Closely watched are events in California. Ms. Maynard lived there before moving to Oregon and in her final days she videotaped a plea to lawmakers to adopt a law similar to Oregon’s and lobbied California Gov. Jerry Brown (D) by phone. After the state medical association recently dropped its long-standing opposition, a measure passed the state Senate and is set for a hearing this month in the lower house; a lawsuit — a route successfully used in New Mexico and Montana — also is being pressed with the claim that both the state constitution and existing state law allow the medical practice of aid in dying.

Meanwhile, D.C. Council member Mary M. Cheh (D-Ward 3) has sponsored a bill modeled on Oregon’s law for the nation’s capital. That has the potential to bring Congress into the debate.

The issue stirs strong emotions. Some opponents, including the Catholic Church, cite religious or moral grounds, seeing any form of assisted dying as anathema to teachings that life is never to be taken. Some physicians believe the practice violates their oath only to heal, and some disability rights activists fear that they will be vulnerable to abuses. Others warn of a slippery slope to euthanasia.

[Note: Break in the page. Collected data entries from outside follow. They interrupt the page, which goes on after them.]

//! hpcmaint — automated OCI + Slurm maintenance orchestrator
//!
//! ```bash
//! # One full pass
//! hpcmaint run
//!
//! # Periodic loop (15m interval by default)
//! hpcmaint loop --dry-run
//!
//! # Discover, drain and schedule only
//! hpcmaint stage
//!
//! # Reconcile events already past SCHEDULED
//! hpcmaint catchup --host GPU-332
//! ```

use std::sync::atomic::AtomicU32;
use std::sync::Arc;

use clap::{Parser, Subcommand};
use hpcmaint_core::{HealthChecker, MaintError};
use hpcmaint_orchestrator::context::PassContext;
use hpcmaint_orchestrator::health::{AlwaysPass, HttpProbe};
use hpcmaint_orchestrator::inventory::MgmtCli;
use hpcmaint_orchestrator::machine::PassMode;
use hpcmaint_orchestrator::oci::OciCli;
use hpcmaint_orchestrator::report::JsonOut;
use hpcmaint_orchestrator::slurm::SlurmCli;
use hpcmaint_orchestrator::{discovery, drain, finalize, health, maintenance, orchestrator, report};
use hpcmaint_orchestrator::{AuditSink, OrchestratorConfig};
use tokio::sync::watch;
use tracing::{error, info, warn};
use tracing_subscriber::{layer::SubscriberExt, util::SubscriberInitExt, EnvFilter};

#[derive(Parser)]
#[command(name = "hpcmaint")]
#[command(about = "Automated OCI + Slurm maintenance orchestrator", version)]
struct Cli {
    #[command(subcommand)]
    command: Commands,
}

#[derive(Subcommand)]
enum Commands {
    /// Run the full maintenance workflow once
    Run {
        /// Do not make changes; show what would be done
        #[arg(long, short = 'n')]
        dry_run: bool,
    },
    /// Run the periodic maintenance loop
    Loop {
        /// Do not make changes; show what would be done each iteration
        #[arg(long, short = 'n')]
        dry_run: bool,
    },
    /// Discover -> drain -> schedule; skips health/finalize
    Stage {
        #[arg(long, short = 'n')]
        dry_run: bool,
    },
    /// Reconcile events already past SCHEDULED (no drain/schedule)
    Catchup {
        /// Limit to a specific hostname
        #[arg(long)]
        host: Option<String>,
        #[arg(long, short = 'n')]
        dry_run: bool,
    },
    /// Preview the job set; read-only
    Discover {
        /// Output JSON to stdout (no FILE) or write to FILE
        #[arg(long, num_args = 0..=1, default_missing_value = "-", value_name = "FILE")]
        json: Option<String>,
        /// Also list events rejected by the filters
        #[arg(long)]
        all: bool,
    },
    /// Show all instance maintenance events; read-only
    Report {
        /// Include CANCELED events
        #[arg(long)]
        include_canceled: bool,
        /// Exclude events in the given state (repeatable)
        #[arg(short = 'x', long = "exclude", value_name = "STATE")]
        exclude: Vec<String>,
        #[arg(long, num_args = 0..=1, default_missing_value = "-", value_name = "FILE")]
        json: Option<String>,
    },
    /// Run the drain phase for one host
    Drain { hostname: String },
    /// Run the maintenance-polling phase for one host
    Maintenance { hostname: String },
    /// Run the health phase for one host
    Health { hostname: String },
    /// Run the finalize phase for one host
    Finalize { hostname: String },
}

fn json_out(arg: Option<String>) -> Option<JsonOut> {
    arg.map(|value| JsonOut {
        to: (value != "-").then(|| value.into()),
    })
}

fn init_tracing(cfg: &OrchestratorConfig) {
    let filter =
        EnvFilter::try_new(&cfg.log_level).unwrap_or_else(|_| EnvFilter::new("info"));
    let stdout = tracing_subscriber::fmt::layer();
    let file = cfg.log_file.as_ref().and_then(|path| {
        match std::fs::OpenOptions::new().create(true).append(true).open(path) {
            Ok(file) => Some(
                tracing_subscriber::fmt::layer()
                    .with_ansi(false)
                    .with_writer(std::sync::Mutex::new(file)),
            ),
            Err(e) => {
                eprintln!("could not open log file {}: {e}", path.display());
                None
            }
        }
    });
    tracing_subscriber::registry()
        .with(filter)
        .with(stdout)
        .with(file)
        .init();
}

/// Build the production context: OCI CLI, Slurm CLI, management inventory,
/// and the configured health checker.
fn build_context(
    cfg: OrchestratorConfig,
    cancel: watch::Receiver<bool>,
    dry_run: bool,
) -> Result<PassContext, MaintError> {
    let audit = Arc::new(AuditSink::open(&cfg.events_log_file)?);
    let health: Arc<dyn HealthChecker> = match &cfg.health_check_url {
        Some(template) => Arc::new(HttpProbe::new(template.clone(), cfg.call_timeout)?),
        None => Arc::new(AlwaysPass),
    };
    Ok(PassContext {
        cloud: Arc::new(OciCli::new(
            cfg.tenancy_ocid.clone(),
            cfg.region.clone(),
            cfg.call_timeout,
        )),
        wlm: Arc::new(SlurmCli::new(cfg.call_timeout)),
        inventory: Arc::new(MgmtCli::new(cfg.inventory_cmd.clone(), cfg.call_timeout)),
        health,
        audit,
        scheduled: Arc::new(AtomicU32::new(0)),
        cancel,
        dry_run,
        cfg: Arc::new(cfg),
    })
}

/// Find the job for one hostname, looking at SCHEDULED events first and
/// already-running ones second.
async fn find_job(
    ctx: &PassContext,
    hostname: &str,
) -> Result<Option<hpcmaint_core::Job>, MaintError> {
    for mode in [discovery::DiscoveryMode::Standard, discovery::DiscoveryMode::Catchup] {
        let discovered = discovery::discover(ctx, mode, Some(hostname)).await?;
        if let Some(job) = discovered.jobs.into_iter().next() {
            return Ok(Some(job));
        }
    }
    Ok(None)
}

/// The single-phase subcommands.
#[derive(Debug, Clone, Copy)]
enum Phase {
    Drain,
    Maintenance,
    Health,
    Finalize,
}

async fn run_single_phase(ctx: &PassContext, hostname: &str, phase: Phase) -> i32 {
    let job = match find_job(ctx, hostname).await {
        Ok(Some(job)) => job,
        Ok(None) => {
            eprintln!("No maintenance job/event found for hostname '{hostname}'.");
            return 1;
        }
        Err(e) => {
            error!(error = %e, "discovery failed");
            return 2;
        }
    };

    let result = match phase {
        Phase::Drain => drain::execute(ctx, &job).await,
        Phase::Maintenance => maintenance::wait_complete(ctx, &job).await.map(|_| ()),
        Phase::Health => health::execute(ctx, &job.hostname).await.map(|report| {
            info!(host = %job.hostname, passed = report.passed(), "health verdict");
        }),
        Phase::Finalize => finalize::execute(ctx, &job, None).await.map(|_| ()),
    };
    match result {
        Ok(()) => 0,
        Err(e) => {
            error!(host = %hostname, kind = e.kind(), error = %e, "phase failed");
            2
        }
    }
}

async fn run_app() -> i32 {
    let cli = Cli::parse();

    let cfg = match OrchestratorConfig::from_env() {
        Ok(cfg) => cfg,
        Err(e) => {
            eprintln!("configuration error: {e}");
            return 1;
        }
    };
    init_tracing(&cfg);

    let (cancel_tx, cancel_rx) = watch::channel(false);
    tokio::spawn(async move {
        wait_for_shutdown().await;
        warn!("shutdown requested, finishing in-flight work");
        let _ = cancel_tx.send(true);
    });

    let dry_run = matches!(
        &cli.command,
        Commands::Run { dry_run: true }
            | Commands::Loop { dry_run: true }
            | Commands::Stage { dry_run: true }
            | Commands::Catchup { dry_run: true, .. }
    );
    let ctx = match build_context(cfg, cancel_rx, dry_run) {
        Ok(ctx) => ctx,
        Err(e) => {
            eprintln!("configuration error: {e}");
            return 1;
        }
    };

    let result: Result<i32, MaintError> = match cli.command {
        Commands::Run { .. } => orchestrator::run_pass(&ctx, PassMode::Full, None)
            .await
            .map(|summary| {
                report::print_outcomes(&summary);
                summary.exit_code()
            }),
        Commands::Loop { .. } => orchestrator::run_loop(&ctx, PassMode::Full).await,
        Commands::Stage { .. } => orchestrator::run_pass(&ctx, PassMode::Stage, None)
            .await
            .map(|summary| {
                report::print_outcomes(&summary);
                summary.exit_code()
            }),
        Commands::Catchup { host, .. } => {
            orchestrator::run_pass(&ctx, PassMode::Catchup, host.as_deref())
                .await
                .map(|summary| {
                    report::print_outcomes(&summary);
                    summary.exit_code()
                })
        }
        Commands::Discover { json, all } => report::run_discover(&ctx, json_out(json), all)
            .await
            .map(|()| 0),
        Commands::Report {
            include_canceled,
            exclude,
            json,
        } => report::run_report(&ctx, include_canceled, &exclude, json_out(json))
            .await
            .map(|()| 0),
        Commands::Drain { hostname } => {
            return run_single_phase(&ctx, &hostname, Phase::Drain).await;
        }
        Commands::Maintenance { hostname } => {
            return run_single_phase(&ctx, &hostname, Phase::Maintenance).await;
        }
        Commands::Health { hostname } => {
            return run_single_phase(&ctx, &hostname, Phase::Health).await;
        }
        Commands::Finalize { hostname } => {
            return run_single_phase(&ctx, &hostname, Phase::Finalize).await;
        }
    };

    match result {
        Ok(code) => code,
        Err(e @ MaintError::Config(_)) => {
            eprintln!("configuration error: {e}");
            1
        }
        Err(e) => {
            error!(kind = e.kind(), error = %e, "pass failed");
            2
        }
    }
}

/// Resolve on SIGINT or SIGTERM.
async fn wait_for_shutdown() {
    #[cfg(unix)]
    {
        let mut term = match tokio::signal::unix::signal(tokio::signal::unix::SignalKind::terminate())
        {
            Ok(term) => term,
            Err(_) => {
                let _ = tokio::signal::ctrl_c().await;
                return;
            }
        };
        tokio::select! {
            _ = tokio::signal::ctrl_c() => {}
            _ = term.recv() => {}
        }
    }
    #[cfg(not(unix))]
    {
        let _ = tokio::signal::ctrl_c().await;
    }
}

#[tokio::main]
async fn main() {
    let code = run_app().await;
    std::process::exit(code);
}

Oregon’s 18 years of experience do not confirm any of these fears. Enacted in 1997, Oregon’s Death with Dignity Act allows terminally ill adults who are residents of the state to obtain and use prescriptions from their physicians for self-administered lethal doses. Stringent protections include a life expectancy of less than six months, a finding of mental capability, a concurring opinion from a second doctor, mandatory discussion of hospice and other options, waiting periods and more.

Oregonians have made sparing use of the law, with 859 deaths as of Feb. 2 . The state collects data on each case, and there have been no reports of coerced or wrongly qualified assisted deaths. The typical patient is about 71, suffering from terminal cancer, well-educated, with health insurance and enrolled in hospice. About one-third of prescriptions were never used, suggesting some terminally ill people are comforted by knowing they have an alternative to extensive suffering should they need it.

Such suffering has been described by Diane Rehm, the WAMU-FM radio host. Her husband, incapacitated by Parkinson’s disease and without an Oregon-style option, starved himself to death over an agonizing 10 days. Barbara Blalock, a Rockville doctor, said at a joint Maryland legislative committee hearing that she has had patients ask, “Is there a way that we can avoid intolerable suffering at the end of life?” Dr. Blalock said she often has to say no, “and I always felt as a physician I was failing them in some way.” Ms. Maynard said of her decision: “I do not want to die. But I am dying. And I want to die on my own terms.”

Death with dignity laws need to be carefully thought out, written and monitored. Oregon and the states that followed its example show that such care is possible. We hope the rest of the nation catches up with this humane option for life’s end.